Conclusione della trilogia «sull’essere un essere umano», Un piccione seduto sul ramo riflette sull’esistenza ha conquistato il Leone d’oro all’ultima Mostra d’arte cinematografica di Venezia. Primo film realizzato interamente in digitale da Roy Andersson, ha conquistato la giuria del festival guidata dal compositore Alexandre Desplat. Composto da trentanove piani-sequenza, tutti composti ed eseguiti impeccabilmente, fotografati da István Borbás (che ha anche consigliato l’autore svedese su come gestire la transizione dalla pellicola al digitale), il film è una reinvenzione eliotiana sugli uomini vuoti il cui mondo scompare non con un boato ma un lamento. Un cadaverico aplomb surrealista, da teatro delle marionette in disuso, e una catatonica ripetizione delle situazioni più disperate (i due commessi viaggiatori e i loro articoli per recare felicità al mondo), sono la cifra portante di un film la cui matrice evidente risiede nella riproposizione essiccata di certi stilemi surrealisteggianti della nová vlna e la lezione di Miklos Jancsò.

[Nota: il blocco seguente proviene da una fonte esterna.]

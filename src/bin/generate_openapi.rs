//! Writes the dashboard API's `openapi.json`.
//!
//! Usage:
//!   cargo run --bin generate_openapi > openapi.json
//!   cargo run --bin generate_openapi -- --output openapi.json

use std::{
    fs,
    io::{self, Write},
    path::PathBuf,
};

use anyhow::{Context, Result};
use clap::Parser;
use moisture_ingest::api::handlers::ApiDoc;
use utoipa::OpenApi;

/// Dump the dashboard OpenAPI document.
#[derive(Parser, Debug)]
#[command(name = "generate_openapi")]
#[command(version, about, long_about = None)]
struct Args {
    /// Write to this file instead of stdout
    #[arg(short, long)]
    output: Option<PathBuf>,
}

fn main() -> Result<()> {
    let args = Args::parse();
    let json = ApiDoc::openapi()
        .to_pretty_json()
        .context("failed to serialise OpenAPI document")?;

    match args.output {
        Some(path) => {
            fs::write(&path, &json)
                .with_context(|| format!("error writing to {}", path.display()))?;
            eprintln!("OpenAPI document written to {}", path.display());
        }
        None => {
            io::stdout()
                .write_all(json.as_bytes())
                .context("failed to write to stdout")?;
        }
    }
    Ok(())
}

Sulla serietà del progetto anderssoniano, dunque, nulla da eccepire. Purtroppo è proprio la sua esibita intenzionalità autoriale a sottrarre fascino a un’operazione che resta come intrappolata nei suoi manierismi e nel suo rigore in fin dei conti inerte. Nel tracciare la parabola discendente della civiltà occidentale, osservata dalla culla della socialdemocrazia protestante, Andersson chiama in causa l’idea stessa di un’identità europea affidata quasi esclusivamente a un’idea economica e non a una idea di redistribuzione della felicità. I conti, però, non tornano del tutto filmicamente. Perché a eccezione del piano-sequenza con protagonista Carlo XII, davvero la cosa più miklosjancsiana vista al cinema da decenni a questa parte, resta in fondo una fastidiosa insoddisfazione nei confronti del film.

Come se il calcolo di un Samuel Beckett riscritto alla luce dell’arte degenerata odiata dai nazisti (evidenti i riferimenti pittorici a Otto Dix), e interpretato da una coppia di schlehmil catatonici che a sua volta rimanda con ogni evidenza a Laurel e Hardy, restasse congelata nell’evidenza del discorso e del gesto filmico e faticasse a farsi anche piacere puramente filmico. Un piccione seduto sul ramo riflette sull’esistenza si presenta dunque, paradossalmente, nonostante la sua allegra e paradossale ilarità funebre, come un film privo di contrasti.

Calato completamente nell’abbacinante luce del suo progetto autoriale, dal quale l’ambiguità e la possibilità di eccedere il perimetro del discorso dato in partenza non è mai contemplata. Un’idea di cinema autoriale un tantino vetusta dunque, come gli ultimissimi film di Angelopoulos per esempio, che non si può non trattare con rispetto e deferenza, ma della quale allo stesso tempo non si può fare a meno di notare l’evidente autoreferenzialità. Perché, nonostante la sua messinscena complessa e coreograficamente articolata (da notare anche l’ottimo lavoro relativo al sound design), Un piccione seduto sul ramo riflette sull’esistenza si limita a riproporre la maniera (anche altissima) di un cinema che è stato, senza per questo riuscire a pensarsi come contraddizione rispetto all’oggi ma solo come riproposizione di ciò che è stato.

Ed è forse per questa ragione che il film finisce per assomigliare al modello per eccellenza di film d’arte e d’essai piuttosto che a una creazione urgente, magari imperfetta, ma aperta sull’oggi. Come un lembo di cinema che piuttosto che provare a porre in contatto con quanto confina, Un piccione seduto sul ramo riflette sull’esistenza finisce sembra preferire isolarsi entro le proprie frontiere. Film dunque oscillante fra gusto per la composizione e determinismo del discorso (formale e non), Un piccione seduto sul ramo riflette sull’esistenza si offre come luogo privilegiato per osservare cosa resta di una certa idea di cinema d’autore europeo.